Dublin People

Further calls for Government to put halt on construction of new data centres

The Government has come under further pressure to place a moratorium on the construction of more data centres following reports that the national electricity grid is becoming increasingly strained.

Official figures released by Eirgrid show that data centres accounted for 14 percent of all electricity demand in the country last year, up from five percent on 2020.

The state-owned company, which controls the flow of power on the national grid, also estimates that data centres could account for 29 percent of electricity use by 2028.

People Before Profit TD for Dublin South-West Bríd Smith said the threat of blackouts this winter should be the warning the Government needs to put a halt to the development of new data centres.

“The most urgent task this state has now is ensuring the power needs of ordinary people are met this winter,” she said.
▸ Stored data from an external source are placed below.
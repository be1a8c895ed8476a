use nugget_core::config::*;
use nugget_core::errors::ConfigError;

#[test]
fn config_loads_from_empty_toml_with_all_defaults() {
    let config = NuggetConfig::from_toml("").unwrap();

    // Prediction defaults
    assert_eq!(config.prediction.window_size, 10);
    assert_eq!(config.prediction.max_valid_gap_hours, 12.0);
    assert_eq!(config.prediction.feeding_preference_weight, 0.4);
    assert_eq!(config.prediction.pumping_preference_weight, 0.4);
    assert_eq!(config.prediction.sleep_preference_weight, 0.3);

    // Observability defaults
    assert_eq!(config.observability.log_level, "info");
    assert!(!config.observability.json_logs);
}

#[test]
fn config_loads_partial_toml_with_overrides() {
    let toml = r#"
[prediction]
window_size = 25
pumping_preference_weight = 0.6

[observability]
json_logs = true
"#;
    let config = NuggetConfig::from_toml(toml).unwrap();
    assert_eq!(config.prediction.window_size, 25);
    assert_eq!(config.prediction.pumping_preference_weight, 0.6);
    // Non-overridden fields keep defaults
    assert_eq!(config.prediction.max_valid_gap_hours, 12.0);
    assert_eq!(config.prediction.feeding_preference_weight, 0.4);
    assert!(config.observability.json_logs);
    assert_eq!(config.observability.log_level, "info");
}

#[test]
fn config_serde_roundtrip() {
    let config = NuggetConfig::default();
    let toml_str = config.to_toml().unwrap();
    let roundtripped = NuggetConfig::from_toml(&toml_str).unwrap();
    assert_eq!(roundtripped, config);
}

#[test]
fn config_rejects_zero_window() {
    let err = NuggetConfig::from_toml("[prediction]\nwindow_size = 0\n").unwrap_err();
    match err {
        ConfigError::ValidationFailed { field, .. } => {
            assert_eq!(field, "prediction.window_size")
        }
        other => panic!("unexpected error: {other}"),
    }
}

#[test]
fn config_rejects_weight_out_of_range() {
    let err =
        NuggetConfig::from_toml("[prediction]\nsleep_preference_weight = 1.2\n").unwrap_err();
    assert!(err.to_string().contains("sleep_preference_weight"));
}

#[test]
fn config_rejects_non_positive_gap_bound() {
    let err = NuggetConfig::from_toml("[prediction]\nmax_valid_gap_hours = 0.0\n").unwrap_err();
    assert!(matches!(err, ConfigError::ValidationFailed { .. }));
}

#[test]
fn config_reports_parse_errors() {
    let err = NuggetConfig::from_toml("[prediction\nwindow_size = 3").unwrap_err();
    assert!(matches!(err, ConfigError::ParseError { .. }));
}

#[test]
fn config_from_missing_file() {
    let err = NuggetConfig::from_file(std::path::Path::new("/definitely/not/here/nugget.toml"))
        .unwrap_err();
    match err {
        ConfigError::FileNotFound { path } => assert!(path.contains("nugget.toml")),
        other => panic!("unexpected error: {other}"),
    }
}

#[test]
fn config_from_file_reads_toml() {
    let path = std::env::temp_dir().join(format!("nugget-config-{}.toml", uuid::Uuid::new_v4()));
    std::fs::write(&path, "[prediction]\nmax_valid_gap_hours = 10.0\n").unwrap();
    let config = NuggetConfig::from_file(&path);
    std::fs::remove_file(&path).unwrap();
    let config = config.unwrap();
    // NUGGET_MAX_VALID_GAP_HOURS is not set in the test environment.
    if std::env::var("NUGGET_MAX_VALID_GAP_HOURS").is_err() {
        assert_eq!(config.prediction.max_valid_gap_hours, 10.0);
    }
}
“There is a concentrated effort to muddy the water about causes and who is to blame but the elephant in the room is the blind insistence of government Ministers to continue facilitating more and more data centre connections- it must stop.”

The TD said that eight new data centres are planned to be connected to the national grid in the coming years, adding another 1.5 GW of demand, more than three times the proposed emergency generation plant that the government has ordered.

“It is utter lunacy to pretend we can continue with the current data centre policy and the big fear is this crisis has been used to drive the expansion of more fossil fuel infrastructure like the proposed LNGs- a policy which will simply lock us into continued dependence on fossil gas at a time of worsening climate chaos.”

Earlier this month, Minister for Planning Peter Burke ordered South Dublin County Council to reverse its ban on the development of new data centres in the county.

Minister Burke told chief executive of the council Danny McLoughlin that the decision by councillors to vote to include a moratorium on data centres in the upcoming county development plan was in breach of national and regional planning strategy.

There are currently more 30 data centres operating in south Dublin with many councillors voicing their concern about the pressure their growth was having on the electricity grid.